11. Чтобы хранить неугасимый огонь, Нума, по преданию, воздвиг также храм Весты. Царь выстроил его круглым, воспроизводя, однако, очертания не Земли (ибо не отожествлял Весту с Землей), но всей вселенной[22], в средоточии которой пифагорейцы помещают огонь, называемый или Гестией [Вестой], или же Монадой. Земля, по их учению, не недвижима и не находится в центре небосвода, но вращается вокруг огня и не принадлежит к числу самых высокочтимых составных частей вселенной. Так же, говорят, судил в старости о Земле и Платон: он пришел к мысли, что Земля занимает стороннее положение, тогда как срединное и главенствующее место подобает другому, более совершенному телу.

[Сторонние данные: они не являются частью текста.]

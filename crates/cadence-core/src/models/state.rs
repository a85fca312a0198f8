//! In-memory program state owned by the autosave controller.

use serde::{Deserialize, Serialize};

use super::{CanonicalWorkout, Program, ProgramMetadata, ProgramSpec, WorkoutRecord};

/// Everything an editor holds for one program.
#[derive(Debug, Clone, Serialize, Deserialize, PartialEq)]
pub struct ProgramState {
    pub program_id: u64,
    pub spec: ProgramSpec,
    pub metadata: ProgramMetadata,
    /// Reference and generated workouts in display order
    pub workouts: Vec<CanonicalWorkout>,
}

impl ProgramState {
    /// Builds a state from a persisted program and its workout records.
    pub fn from_records(program: &Program, records: &[WorkoutRecord]) -> Self {
        Self {
            program_id: program.id,
            spec: program.spec.clone(),
            metadata: program.metadata.clone(),
            workouts: records.iter().map(CanonicalWorkout::from).collect(),
        }
    }

    /// Compares two states ignoring store-assigned ids.
    pub fn same_content(&self, other: &ProgramState) -> bool {
        self.program_id == other.program_id
            && self.spec == other.spec
            && self.metadata == other.metadata
            && self.workouts.len() == other.workouts.len()
            && self
                .workouts
                .iter()
                .zip(&other.workouts)
                .all(|(a, b)| a.same_content(b))
    }

    pub fn generated(&self) -> impl Iterator<Item = &CanonicalWorkout> {
        self.workouts.iter().filter(|w| !w.is_reference)
    }

    pub fn references(&self) -> impl Iterator<Item = &CanonicalWorkout> {
        self.workouts.iter().filter(|w| w.is_reference)
    }

    /// Copies ids from a saved snapshot onto positions whose content still
    /// matches. Generated workouts that no longer match lose their id: the
    /// save replaced every generated record.
    pub fn adopt_ids_from(&mut self, saved: &ProgramState) {
        for (index, current) in self.workouts.iter_mut().enumerate() {
            match saved.workouts.get(index) {
                Some(snapshot) if current.same_content(snapshot) => {
                    current.persisted_id = snapshot.persisted_id;
                }
                _ if !current.is_reference => current.persisted_id = None,
                _ => {}
            }
        }
    }
}
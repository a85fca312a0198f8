//! Builder for creating and configuring Coach instances.

use std::path::{Path, PathBuf};

use jiff::civil::Date;
use log::debug;
use tokio::task;

use super::Coach;
use crate::{
    db::Database,
    error::{CoachError, Result},
    schedule::Scheduler,
};

/// Builder for creating and configuring Coach instances.
#[derive(Debug, Clone, Default)]
pub struct CoachBuilder {
    database_path: Option<PathBuf>,
    today: Option<Date>,
}

impl CoachBuilder {
    /// Creates a new builder with default settings.
    pub fn new() -> Self {
        Self::default()
    }

    /// Sets a custom database file path.
    ///
    /// If not specified, uses XDG Base Directory specification:
    /// `$XDG_DATA_HOME/cadence/cadence.db` or
    /// `~/.local/share/cadence/cadence.db`
    pub fn with_database_path<P: AsRef<Path>>(mut self, path: Option<P>) -> Self {
        if let Some(path) = path {
            self.database_path = Some(path.as_ref().to_path_buf());
        }
        self
    }

    /// Pins the scheduler's notion of "today". Defaults to the local date at
    /// build time.
    pub fn with_today(mut self, today: Date) -> Self {
        self.today = Some(today);
        self
    }

    /// Builds the configured coach instance.
    ///
    /// # Errors
    ///
    /// Returns `CoachError::XdgDirectory` if no default path can be resolved
    /// Returns `CoachError::FileSystem` if the database directory cannot be
    /// created
    /// Returns `CoachError::Database` if database initialization fails
    pub async fn build(self) -> Result<Coach> {
        let db_path = if let Some(path) = self.database_path {
            path
        } else {
            Self::default_database_path()?
        };

        if let Some(parent) = db_path.parent()
            && !parent.as_os_str().is_empty()
        {
            std::fs::create_dir_all(parent).map_err(|e| CoachError::FileSystem {
                path: parent.to_path_buf(),
                source: e,
            })?;
        }

        let db_path_clone = db_path.clone();
        task::spawn_blocking(move || {
            let _db = Database::new(&db_path_clone)?;
            Ok::<(), CoachError>(())
        })
        .await
        .map_err(|e| CoachError::Configuration {
            message: format!("Task join error: {e}"),
        })??;

        let scheduler = match self.today {
            Some(today) => Scheduler::new(today),
            None => Scheduler::from_system_clock(),
        };
        debug!(
            "Opened database at {} (today is {})",
            db_path.display(),
            scheduler.today()
        );

        Ok(Coach::new(db_path, scheduler))
    }

    /// Returns the default database path following XDG Base Directory
    /// specification.
    fn default_database_path() -> Result<PathBuf> {
        xdg::BaseDirectories::with_prefix("cadence")
            .place_data_file("cadence.db")
            .map_err(|e| CoachError::XdgDirectory(e.to_string()))
    }
}
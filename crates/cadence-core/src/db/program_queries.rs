//! Program CRUD operations and queries.

use jiff::{Timestamp, civil::Date};
use rusqlite::{OptionalExtension, params};

use super::utils::{parse_json_map, parse_optional_text, parse_text, weekdays_to_sql};
use crate::{
    error::{DatabaseResultExt, Result},
    models::{Program, ProgramMetadata, ProgramSpec, ProgramSummary},
};

const INSERT_PROGRAM_SQL: &str = "INSERT INTO programs (name, description, details, start_date, number_of_weeks, weekdays, end_date, created_at, updated_at) VALUES (?1, ?2, ?3, ?4, ?5, ?6, ?7, ?8, ?9)";
const SELECT_PROGRAM_SQL: &str = "SELECT id, name, description, details, start_date, number_of_weeks, weekdays, end_date, created_at, updated_at FROM programs WHERE id = ?1";
const UPDATE_PROGRAM_SQL: &str = "UPDATE programs SET name = ?1, description = ?2, details = ?3, start_date = ?4, number_of_weeks = ?5, weekdays = ?6, end_date = ?7, updated_at = ?8 WHERE id = ?9";
const DELETE_PROGRAM_SQL: &str = "DELETE FROM programs WHERE id = ?1";
const TOUCH_PROGRAM_SQL: &str = "UPDATE programs SET updated_at = ?1 WHERE id = ?2";
const LIST_PROGRAM_SUMMARIES_SQL: &str = "SELECT p.id, p.name, p.description, p.details, p.start_date, p.number_of_weeks, p.weekdays, p.end_date, p.created_at, p.updated_at, \
     (SELECT COUNT(*) FROM workouts w WHERE w.program_id = p.id AND w.is_reference = 0), \
     (SELECT COUNT(*) FROM workouts w WHERE w.program_id = p.id AND w.is_reference = 1) \
     FROM programs p";

impl super::Database {
    /// Helper function to construct a Program from a database row
    fn build_program_from_row(row: &rusqlite::Row) -> rusqlite::Result<Program> {
        Ok(Program {
            id: row.get::<_, i64>(0)? as u64,
            metadata: ProgramMetadata {
                name: row.get(1)?,
                description: row.get(2)?,
                details: parse_json_map(row, 3)?,
            },
            spec: ProgramSpec {
                start_date: parse_text(row, 4)?,
                number_of_weeks: row.get::<_, i64>(5)? as u32,
                weekdays: parse_text(row, 6)?,
            },
            end_date: parse_optional_text(row, 7)?,
            created_at: parse_text(row, 8)?,
            updated_at: parse_text(row, 9)?,
        })
    }

    /// Creates a new program.
    pub fn create_program(
        &mut self,
        metadata: &ProgramMetadata,
        spec: &ProgramSpec,
        end_date: Option<Date>,
    ) -> Result<Program> {
        let tx = self
            .connection
            .transaction()
            .db_context("Failed to begin transaction")?;

        let now = Timestamp::now();
        let now_str = now.to_string();
        let details = serde_json::to_string(&metadata.details)?;

        tx.execute(
            INSERT_PROGRAM_SQL,
            params![
                metadata.name,
                metadata.description,
                details,
                spec.start_date.to_string(),
                spec.number_of_weeks as i64,
                weekdays_to_sql(&spec.weekdays),
                end_date.map(|d| d.to_string()),
                &now_str,
                &now_str
            ],
        )
        .db_context("Failed to insert program")?;

        let id = tx.last_insert_rowid() as u64;

        tx.commit().db_context("Failed to commit transaction")?;

        Ok(Program {
            id,
            metadata: metadata.clone(),
            spec: spec.clone(),
            end_date,
            created_at: now,
            updated_at: now,
        })
    }

    /// Retrieves a program by its ID.
    pub fn get_program(&self, id: u64) -> Result<Option<Program>> {
        self.connection
            .query_row(SELECT_PROGRAM_SQL, params![id as i64], Self::build_program_from_row)
            .optional()
            .db_context("Failed to query program")
    }

    /// Lists programs, newest first, optionally filtered by a case-insensitive
    /// name fragment.
    pub fn list_programs(&self, name_contains: Option<&str>) -> Result<Vec<ProgramSummary>> {
        let mut query = LIST_PROGRAM_SUMMARIES_SQL.to_string();
        let mut params_vec: Vec<Box<dyn rusqlite::ToSql>> = Vec::new();

        if let Some(name) = name_contains {
            query.push_str(" WHERE p.name LIKE ?");
            params_vec.push(Box::new(format!("%{name}%")));
        }
        query.push_str(" ORDER BY p.created_at DESC, p.id DESC");

        let mut stmt = self
            .connection
            .prepare(&query)
            .db_context("Failed to prepare query")?;

        let params_refs: Vec<&dyn rusqlite::ToSql> = params_vec.iter().map(|b| &**b).collect();

        stmt.query_map(&params_refs[..], |row| {
            let program = Self::build_program_from_row(row)?;
            let workout_count: i64 = row.get(10)?;
            let reference_count: i64 = row.get(11)?;
            Ok(ProgramSummary::from_program(
                program,
                workout_count as u32,
                reference_count as u32,
            ))
        })
        .db_context("Failed to query programs")?
        .collect::<std::result::Result<Vec<_>, _>>()
        .db_context("Failed to fetch programs")
    }

    /// Replaces a program's metadata, spec and end date. Returns the updated
    /// program, or `None` if it does not exist.
    pub fn update_program(
        &mut self,
        id: u64,
        metadata: &ProgramMetadata,
        spec: &ProgramSpec,
        end_date: Option<Date>,
    ) -> Result<Option<Program>> {
        let details = serde_json::to_string(&metadata.details)?;
        let rows_affected = self
            .connection
            .execute(
                UPDATE_PROGRAM_SQL,
                params![
                    metadata.name,
                    metadata.description,
                    details,
                    spec.start_date.to_string(),
                    spec.number_of_weeks as i64,
                    weekdays_to_sql(&spec.weekdays),
                    end_date.map(|d| d.to_string()),
                    Timestamp::now().to_string(),
                    id as i64
                ],
            )
            .db_context("Failed to update program")?;

        if rows_affected == 0 {
            return Ok(None);
        }
        self.get_program(id)
    }

    /// Bumps a program's `updated_at`.
    pub fn touch_program(&mut self, id: u64) -> Result<()> {
        self.connection
            .execute(TOUCH_PROGRAM_SQL, params![Timestamp::now().to_string(), id as i64])
            .db_context("Failed to update program timestamp")?;
        Ok(())
    }

    /// Deletes a program together with its workouts and schedule entries.
    /// Returns the deleted program, or `None` if it did not exist.
    pub fn delete_program(&mut self, id: u64) -> Result<Option<Program>> {
        let tx = self
            .connection
            .transaction()
            .db_context("Failed to begin transaction")?;

        let program = tx
            .query_row(SELECT_PROGRAM_SQL, params![id as i64], Self::build_program_from_row)
            .optional()
            .db_context("Failed to query program")?;

        if program.is_some() {
            tx.execute(DELETE_PROGRAM_SQL, params![id as i64])
                .db_context("Failed to delete program")?;
        }

        tx.commit().db_context("Failed to commit transaction")?;
        Ok(program)
    }
}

12. Понтифики разрешают также вопросы, касающиеся погребальных обычаев, ибо Нума научил их не страшиться мертвого тела как чего-то оскверняющего, но воздавать должное и подземным богам, в чье владение переходит важнейшая часть нашего существа, особенно – так называемой Либитине, божеству, надзирающему за похоронами (в ней видят либо Персефону, либо – с еще большим основанием – Афродиту, причем последняя точка зрения принадлежит ученейшим из римлян, вполне разумно соотносящих и рождения и смерти с мощью одной богини). Нума установил продолжительность траура соразмерно возрасту умершего: детей моложе трех лет оплакивать вовсе не полагалось, старше – от трех до десяти – оплакивали столько месяцев, сколько лет прожил ребенок, и это был вообще крайний срок траура, совпадавший с наименьшим сроком вдовства для женщины, потерявшей мужа. Вдова, снова вступавшая в брак до истечения этих десяти месяцев, по законам царя Нумы, приносила в жертву богам стельную корову.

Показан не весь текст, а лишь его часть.